• _Your task_: Look for the word "models". Copy every line of the listing where it occurs.
★ ★ ★
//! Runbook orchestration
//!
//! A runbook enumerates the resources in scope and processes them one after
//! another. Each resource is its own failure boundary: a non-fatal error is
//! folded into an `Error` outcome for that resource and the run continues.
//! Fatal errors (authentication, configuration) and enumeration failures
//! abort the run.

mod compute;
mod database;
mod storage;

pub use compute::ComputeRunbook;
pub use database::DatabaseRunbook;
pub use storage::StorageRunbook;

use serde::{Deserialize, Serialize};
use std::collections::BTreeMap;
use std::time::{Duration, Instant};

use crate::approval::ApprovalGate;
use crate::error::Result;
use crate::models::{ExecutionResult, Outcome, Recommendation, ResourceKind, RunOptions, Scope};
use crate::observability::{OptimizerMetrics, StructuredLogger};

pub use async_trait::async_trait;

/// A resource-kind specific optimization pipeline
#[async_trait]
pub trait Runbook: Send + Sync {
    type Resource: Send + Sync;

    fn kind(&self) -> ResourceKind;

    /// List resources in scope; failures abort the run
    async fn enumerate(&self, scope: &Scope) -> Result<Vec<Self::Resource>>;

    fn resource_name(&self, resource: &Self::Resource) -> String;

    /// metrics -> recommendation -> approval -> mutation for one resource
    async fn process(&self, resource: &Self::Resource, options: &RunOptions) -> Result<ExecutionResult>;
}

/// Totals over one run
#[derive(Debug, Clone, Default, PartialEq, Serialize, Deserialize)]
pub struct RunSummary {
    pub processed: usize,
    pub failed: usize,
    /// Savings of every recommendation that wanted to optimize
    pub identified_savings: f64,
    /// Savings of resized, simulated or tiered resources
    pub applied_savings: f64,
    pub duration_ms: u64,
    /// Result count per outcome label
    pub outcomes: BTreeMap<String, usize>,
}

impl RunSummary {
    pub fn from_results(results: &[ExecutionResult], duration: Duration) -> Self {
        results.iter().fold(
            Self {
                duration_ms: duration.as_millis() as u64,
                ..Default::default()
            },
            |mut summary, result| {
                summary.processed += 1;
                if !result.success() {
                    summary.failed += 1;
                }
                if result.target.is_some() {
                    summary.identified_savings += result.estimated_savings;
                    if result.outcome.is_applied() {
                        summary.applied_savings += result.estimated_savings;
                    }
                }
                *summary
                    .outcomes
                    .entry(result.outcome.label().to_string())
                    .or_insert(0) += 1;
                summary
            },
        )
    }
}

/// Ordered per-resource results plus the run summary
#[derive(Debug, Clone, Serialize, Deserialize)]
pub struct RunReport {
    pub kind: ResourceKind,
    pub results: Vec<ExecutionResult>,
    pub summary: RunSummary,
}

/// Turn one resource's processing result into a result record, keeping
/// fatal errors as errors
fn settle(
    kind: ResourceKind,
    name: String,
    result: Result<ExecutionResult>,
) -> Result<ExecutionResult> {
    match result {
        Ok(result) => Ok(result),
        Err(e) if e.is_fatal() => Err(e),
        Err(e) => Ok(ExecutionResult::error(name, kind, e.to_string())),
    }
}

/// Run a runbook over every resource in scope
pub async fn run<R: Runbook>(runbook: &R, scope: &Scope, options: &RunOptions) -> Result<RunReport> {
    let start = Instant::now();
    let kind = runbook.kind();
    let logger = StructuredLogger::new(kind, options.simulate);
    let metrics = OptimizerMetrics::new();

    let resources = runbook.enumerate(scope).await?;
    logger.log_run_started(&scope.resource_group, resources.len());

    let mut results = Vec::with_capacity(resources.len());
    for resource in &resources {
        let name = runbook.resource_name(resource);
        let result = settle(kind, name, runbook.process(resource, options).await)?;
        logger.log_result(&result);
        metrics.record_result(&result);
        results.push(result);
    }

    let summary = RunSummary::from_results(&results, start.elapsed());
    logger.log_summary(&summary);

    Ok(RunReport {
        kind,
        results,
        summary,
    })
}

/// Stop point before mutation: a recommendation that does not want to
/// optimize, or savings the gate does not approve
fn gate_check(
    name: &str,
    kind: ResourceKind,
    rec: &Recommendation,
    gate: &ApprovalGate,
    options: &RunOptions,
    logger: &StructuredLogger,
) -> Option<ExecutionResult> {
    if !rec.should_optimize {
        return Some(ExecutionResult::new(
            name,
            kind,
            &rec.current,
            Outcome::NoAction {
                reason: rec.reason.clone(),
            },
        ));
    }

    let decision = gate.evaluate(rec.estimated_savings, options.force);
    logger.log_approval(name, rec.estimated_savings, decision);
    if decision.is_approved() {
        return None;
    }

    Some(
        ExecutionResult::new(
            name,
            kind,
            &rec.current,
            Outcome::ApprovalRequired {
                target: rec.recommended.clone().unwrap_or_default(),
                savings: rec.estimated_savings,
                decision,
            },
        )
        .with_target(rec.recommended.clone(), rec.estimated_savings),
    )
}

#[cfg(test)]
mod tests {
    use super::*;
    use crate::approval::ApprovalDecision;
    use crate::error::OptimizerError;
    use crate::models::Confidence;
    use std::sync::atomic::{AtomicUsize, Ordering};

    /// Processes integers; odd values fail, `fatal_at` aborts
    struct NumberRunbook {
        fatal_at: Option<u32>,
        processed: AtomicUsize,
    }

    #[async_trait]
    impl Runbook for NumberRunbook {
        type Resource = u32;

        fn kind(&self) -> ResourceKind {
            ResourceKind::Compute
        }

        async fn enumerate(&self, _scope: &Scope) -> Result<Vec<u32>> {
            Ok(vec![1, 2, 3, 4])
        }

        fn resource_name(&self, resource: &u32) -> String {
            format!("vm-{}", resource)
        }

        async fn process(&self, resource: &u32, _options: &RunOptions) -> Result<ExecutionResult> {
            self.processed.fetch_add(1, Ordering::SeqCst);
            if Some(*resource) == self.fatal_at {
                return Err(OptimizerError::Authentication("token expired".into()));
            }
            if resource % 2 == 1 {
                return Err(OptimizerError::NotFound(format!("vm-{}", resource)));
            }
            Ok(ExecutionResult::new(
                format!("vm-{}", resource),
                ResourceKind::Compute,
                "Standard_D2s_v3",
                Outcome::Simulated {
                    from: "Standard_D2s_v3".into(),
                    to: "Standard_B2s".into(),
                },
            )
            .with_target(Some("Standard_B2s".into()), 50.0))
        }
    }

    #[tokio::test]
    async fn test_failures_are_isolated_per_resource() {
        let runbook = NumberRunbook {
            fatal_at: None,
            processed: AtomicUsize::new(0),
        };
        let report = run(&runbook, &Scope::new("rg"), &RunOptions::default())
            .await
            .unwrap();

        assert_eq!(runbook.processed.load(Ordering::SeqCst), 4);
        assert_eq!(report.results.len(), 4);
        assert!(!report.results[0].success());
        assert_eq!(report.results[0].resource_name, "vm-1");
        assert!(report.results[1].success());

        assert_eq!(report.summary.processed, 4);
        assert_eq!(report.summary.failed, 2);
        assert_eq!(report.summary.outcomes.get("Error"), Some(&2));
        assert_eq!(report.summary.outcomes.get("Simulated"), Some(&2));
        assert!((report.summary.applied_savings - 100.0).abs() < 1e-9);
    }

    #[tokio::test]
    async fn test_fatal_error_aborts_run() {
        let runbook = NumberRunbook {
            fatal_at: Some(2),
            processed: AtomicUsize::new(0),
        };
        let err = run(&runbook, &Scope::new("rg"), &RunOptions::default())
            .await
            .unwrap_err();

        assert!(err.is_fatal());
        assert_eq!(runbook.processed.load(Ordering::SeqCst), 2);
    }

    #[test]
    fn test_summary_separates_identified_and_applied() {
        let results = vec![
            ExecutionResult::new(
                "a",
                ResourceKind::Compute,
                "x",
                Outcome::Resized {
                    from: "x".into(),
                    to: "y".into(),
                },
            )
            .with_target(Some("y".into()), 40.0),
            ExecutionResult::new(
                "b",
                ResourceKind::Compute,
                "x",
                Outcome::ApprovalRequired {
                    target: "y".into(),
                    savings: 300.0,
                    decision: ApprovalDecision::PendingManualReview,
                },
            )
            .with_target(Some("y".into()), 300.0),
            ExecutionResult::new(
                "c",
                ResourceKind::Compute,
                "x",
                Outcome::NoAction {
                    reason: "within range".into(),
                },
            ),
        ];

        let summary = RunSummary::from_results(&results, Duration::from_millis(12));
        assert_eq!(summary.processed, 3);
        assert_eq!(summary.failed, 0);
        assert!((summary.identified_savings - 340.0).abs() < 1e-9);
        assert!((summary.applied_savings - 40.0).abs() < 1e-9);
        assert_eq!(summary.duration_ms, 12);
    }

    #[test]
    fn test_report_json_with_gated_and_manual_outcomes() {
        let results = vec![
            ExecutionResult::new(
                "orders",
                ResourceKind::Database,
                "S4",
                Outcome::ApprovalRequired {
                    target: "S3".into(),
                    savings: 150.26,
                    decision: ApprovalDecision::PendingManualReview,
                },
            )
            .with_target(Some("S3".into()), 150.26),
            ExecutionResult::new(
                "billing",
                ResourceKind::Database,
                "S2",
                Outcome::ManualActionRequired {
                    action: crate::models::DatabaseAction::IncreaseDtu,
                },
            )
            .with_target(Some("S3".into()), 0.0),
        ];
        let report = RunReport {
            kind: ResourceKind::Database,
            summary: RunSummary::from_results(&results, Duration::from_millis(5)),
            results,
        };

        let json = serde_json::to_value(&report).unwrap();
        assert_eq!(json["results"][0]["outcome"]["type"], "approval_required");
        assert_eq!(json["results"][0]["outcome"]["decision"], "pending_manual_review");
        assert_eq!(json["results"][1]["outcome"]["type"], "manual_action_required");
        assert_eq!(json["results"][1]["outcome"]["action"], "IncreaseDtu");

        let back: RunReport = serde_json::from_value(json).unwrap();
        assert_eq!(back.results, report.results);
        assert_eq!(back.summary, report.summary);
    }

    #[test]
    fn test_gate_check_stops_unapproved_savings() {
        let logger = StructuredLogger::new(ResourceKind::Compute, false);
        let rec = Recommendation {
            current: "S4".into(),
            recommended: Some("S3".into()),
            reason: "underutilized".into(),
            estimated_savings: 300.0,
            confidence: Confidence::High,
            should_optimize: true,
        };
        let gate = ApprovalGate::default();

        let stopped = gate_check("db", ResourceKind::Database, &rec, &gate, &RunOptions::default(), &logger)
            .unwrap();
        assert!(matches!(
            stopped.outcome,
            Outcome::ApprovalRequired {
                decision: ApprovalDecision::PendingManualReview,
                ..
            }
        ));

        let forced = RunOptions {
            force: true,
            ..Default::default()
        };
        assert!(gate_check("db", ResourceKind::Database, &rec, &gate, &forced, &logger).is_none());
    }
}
★ ★ ★
• _Problem solution_:
use crate::models::{ExecutionResult, Outcome, Recommendation, ResourceKind, RunOptions, Scope};
    use crate::models::Confidence;
                    action: crate::models::DatabaseAction::IncreaseDtu,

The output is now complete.